Impala shows new face for Chevrolet
Photo credit: MIKE COLIAS PHOTOS
NEW YORK -- The redesigned Chevrolet Impala that bowed here last week reveals a new design direction for the face for General Motors' highest-volume brand.
GM is moving Chevy away from the two-tier grille that is split by a narrow, horizontal bar stamped with the brand's gold bow tie. GM's design bosses say the 2014 Impala's wider, deeper grille and flared-back headlamps mark the first attempt to change the face that has adorned most Chevrolet vehicles for nearly a decade.
"It's important to understand when a face needs to evolve," says Ed Welburn, GM design chief. "You don't want to walk away from something that has been so strong, but I've felt that it needed to be freshened."
A few months ago, Welburn presented his vision of the future face of Chevrolet to CEO Dan Akerson and other GM leaders. He says the front end on the Impala, which will go on sale around April of next year, is an evolutionary step.
"Future Chevrolets will become even more distinct and a bit more premium in the face," Welburn says.

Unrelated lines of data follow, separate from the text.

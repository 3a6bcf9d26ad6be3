//! Concert inventory service
//!
//! `ConcertInventoryService` is the entry point for everything that touches a
//! concert's tickets: publishing, reserving, purchasing and the statistics
//! and order queries built on top of the ticket pool and the order store.
//!
//! # Purchase workflow
//!
//! ```text
//! reserve_and_purchase
//!     ├── published?            no  -> ConcertNotFound
//!     ├── TicketPool::reserve   err -> NotEnoughTickets (no charge)
//!     └── Reservation::complete err -> cancel reservation, propagate
//! ```
//!
//! Compensation happens here and nowhere else: whatever goes wrong after the
//! tickets are held, the reservation is cancelled before the error leaves the
//! service.

use super::catalog::ConcertCatalog;
use super::code_generator::OrderCodes;
use super::reservation::Reservation;
use super::traits::{InventoryCounts, OrderStore, TicketPool};
use crate::billing::PaymentGateway;
use crate::types::{
    format_cents, AttendeeMessage, Cents, Concert, ConcertId, Order, PurchaseRequest, TicketId,
    TicketUnit, TicketingError,
};
use chrono::Utc;
use rust_decimal::{Decimal, RoundingStrategy};
use std::sync::Arc;
use tracing::{debug, info, warn};

/// Inventory operations over a ticket pool and an order store
pub struct ConcertInventoryService<P, O> {
    pool: Arc<P>,
    orders: Arc<O>,
    codes: OrderCodes,
}

impl<P, O> Clone for ConcertInventoryService<P, O> {
    fn clone(&self) -> Self {
        ConcertInventoryService {
            pool: Arc::clone(&self.pool),
            orders: Arc::clone(&self.orders),
            codes: self.codes.clone(),
        }
    }
}

impl<P, O> std::fmt::Debug for ConcertInventoryService<P, O> {
    fn fmt(&self, f: &mut std::fmt::Formatter<'_>) -> std::fmt::Result {
        f.debug_struct("ConcertInventoryService").finish_non_exhaustive()
    }
}

impl<P: TicketPool, O: OrderStore> ConcertInventoryService<P, O> {
    /// Create a service over shared stores
    ///
    /// # Arguments
    ///
    /// * `pool` - Ticket unit storage
    /// * `orders` - Order storage
    /// * `codes` - Generators for ticket codes and confirmation numbers
    pub fn new(pool: Arc<P>, orders: Arc<O>, codes: OrderCodes) -> Self {
        ConcertInventoryService {
            pool,
            orders,
            codes,
        }
    }

    pub fn pool(&self) -> &P {
        &self.pool
    }

    pub fn orders(&self) -> &O {
        &self.orders
    }

    /// Publish a draft concert and create its ticket units
    ///
    /// # Errors
    ///
    /// Returns `ConcertAlreadyPublished` if the concert is already published;
    /// no units are added in that case.
    pub fn publish(&self, concert: &mut Concert) -> Result<(), TicketingError> {
        if concert.is_published() {
            return Err(TicketingError::ConcertAlreadyPublished {
                concert_id: concert.id,
            });
        }

        concert.published_at = Some(Utc::now());
        self.add_tickets(concert.id, concert.ticket_quantity);

        info!(
            concert_id = concert.id,
            tickets = concert.ticket_quantity,
            "Concert published"
        );
        Ok(())
    }

    pub fn add_tickets(&self, concert_id: ConcertId, quantity: u32) -> Vec<TicketId> {
        self.pool.add_units(concert_id, quantity)
    }

    /// Hold `quantity` tickets for `email`
    ///
    /// The reservation snapshots the concert's current ticket price. Publication
    /// is not checked here; [`Self::reserve_and_purchase`] does that.
    ///
    /// # Errors
    ///
    /// `NotEnoughTickets` or `InvalidQuantity` from the pool, with nothing reserved.
    pub fn reserve_tickets(
        &self,
        concert: &Concert,
        quantity: u32,
        email: &str,
    ) -> Result<Reservation<'_, P, O>, TicketingError> {
        let tickets = self.pool.reserve(concert.id, quantity)?;
        debug!(concert_id = concert.id, quantity, "Tickets reserved");

        Ok(Reservation::new(
            &*self.pool,
            &*self.orders,
            &self.codes,
            concert.id,
            tickets,
            email,
            concert.ticket_price,
        ))
    }

    /// Reserve, charge and finalize a purchase in one step
    ///
    /// # Arguments
    ///
    /// * `concert` - Concert being purchased
    /// * `quantity` - Number of tickets
    /// * `email` - Buyer's email
    /// * `payment_token` - Card token understood by `gateway`
    /// * `gateway` - Gateway to charge
    ///
    /// # Returns
    ///
    /// The persisted order.
    ///
    /// # Errors
    ///
    /// - `ConcertNotFound` if the concert is unpublished; nothing is touched
    /// - `NotEnoughTickets`/`InvalidQuantity` before any charge is attempted
    /// - `PaymentFailed` after the reservation has been cancelled
    /// - any other completion error, also after the reservation has been cancelled
    pub fn reserve_and_purchase(
        &self,
        concert: &Concert,
        quantity: u32,
        email: &str,
        payment_token: &str,
        gateway: &dyn PaymentGateway,
    ) -> Result<Order, TicketingError> {
        if !concert.is_published() {
            return Err(TicketingError::concert_not_found(concert.id));
        }

        let mut reservation = self.reserve_tickets(concert, quantity, email)?;

        match reservation.complete(gateway, payment_token) {
            Ok(order) => {
                info!(
                    concert_id = concert.id,
                    confirmation_number = %order.confirmation_number,
                    tickets = order.ticket_quantity(),
                    amount = order.amount,
                    "Order placed"
                );
                Ok(order)
            }
            Err(e) => {
                let released = reservation.cancel();
                warn!(
                    concert_id = concert.id,
                    quantity,
                    released,
                    error = %e,
                    "Purchase failed, reservation cancelled"
                );
                Err(e)
            }
        }
    }

    /// Handle a buyer's request against the catalog
    ///
    /// Unknown and unpublished concerts both fail with `ConcertNotFound`.
    pub fn purchase(
        &self,
        catalog: &ConcertCatalog,
        request: &PurchaseRequest,
        gateway: &dyn PaymentGateway,
    ) -> Result<Order, TicketingError> {
        let concert = catalog.find_published(request.concert_id)?;
        self.reserve_and_purchase(
            concert,
            request.ticket_quantity,
            &request.email,
            &request.payment_token,
            gateway,
        )
    }

    pub fn tickets_remaining(&self, concert_id: ConcertId) -> usize {
        self.pool.remaining(concert_id)
    }

    pub fn tickets_sold(&self, concert_id: ConcertId) -> usize {
        self.pool.counts(concert_id).sold
    }

    pub fn total_tickets(&self, concert_id: ConcertId) -> usize {
        self.pool.counts(concert_id).total()
    }

    pub fn inventory_counts(&self, concert_id: ConcertId) -> InventoryCounts {
        self.pool.counts(concert_id)
    }

    /// Sold share of all units as a percentage with two decimals
    ///
    /// Zero for a concert without units.
    pub fn percent_sold_out(&self, concert_id: ConcertId) -> Decimal {
        let counts = self.pool.counts(concert_id);
        if counts.total() == 0 {
            return Decimal::ZERO;
        }

        (Decimal::from(counts.sold) * Decimal::ONE_HUNDRED / Decimal::from(counts.total()))
            .round_dp_with_strategy(2, RoundingStrategy::MidpointAwayFromZero)
    }

    /// Sum of the concert's order amounts
    pub fn revenue_in_cents(&self, concert_id: ConcertId) -> Cents {
        self.orders
            .for_concert(concert_id)
            .iter()
            .fold(0, |total: Cents, order| total.saturating_add(order.amount))
    }

    pub fn revenue_in_dollars(&self, concert_id: ConcertId) -> String {
        format_cents(self.revenue_in_cents(concert_id))
    }

    pub fn has_order_for(&self, concert_id: ConcertId, email: &str) -> bool {
        self.orders
            .for_concert(concert_id)
            .iter()
            .any(|order| order.email == email)
    }

    pub fn orders_for(&self, concert_id: ConcertId, email: &str) -> Vec<Order> {
        self.orders
            .for_concert(concert_id)
            .into_iter()
            .filter(|order| order.email == email)
            .collect()
    }

    /// Latest `limit` orders of a concert, newest first
    pub fn recent_orders(&self, concert_id: ConcertId, limit: usize) -> Vec<Order> {
        self.orders
            .for_concert(concert_id)
            .into_iter()
            .rev()
            .take(limit)
            .collect()
    }

    /// # Errors
    ///
    /// Returns `OrderNotFound` for an unknown confirmation number.
    pub fn find_order(&self, confirmation_number: &str) -> Result<Order, TicketingError> {
        self.orders
            .find_by_confirmation_number(confirmation_number)
            .ok_or_else(|| TicketingError::order_not_found(confirmation_number))
    }

    /// Sold units backing an order
    pub fn order_tickets(&self, order: &Order) -> Vec<TicketUnit> {
        self.pool.tickets_for_order(order.concert_id, order.id)
    }

    /// Addresses that should receive an attendee message
    pub fn attendee_recipients(&self, message: &AttendeeMessage) -> Vec<String> {
        message.recipients(&self.orders.for_concert(message.concert_id))
    }
}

The front of most Chevrolets today, including the Cruze and the redesigned Malibu, has a narrower grille with a mesh, honeycomb look. The headlights have a more-vertical design and are less swept back than on the new Impala.
The Impala's wider grille "helps give the car a wider, more-planted stance," says John Cafaro, a longtime GM designer who led the new Impala's exterior styling.
Welburn says his team began crafting the new look a couple of years ago in an effort to differentiate the Impala's face from that of the 2013 Malibu. To do that, designers borrowed heavily from the Camaro, which also sports a wider, more muscular-looking grille.
Mark Reuss, GM's president of North America, says the Camaro is a good place to look for inspiration because it's "a hit around the world."
"So how do you take that DNA of sportiness and dial it into what was an older, twin-port design to make it contemporary?" he says. "That's what we're working on really hard."
The new front-end features go beyond Chevy's car lineup. The Traverse crossover shown in New York last week also ditches the split-grille feature for a wider, more linear look.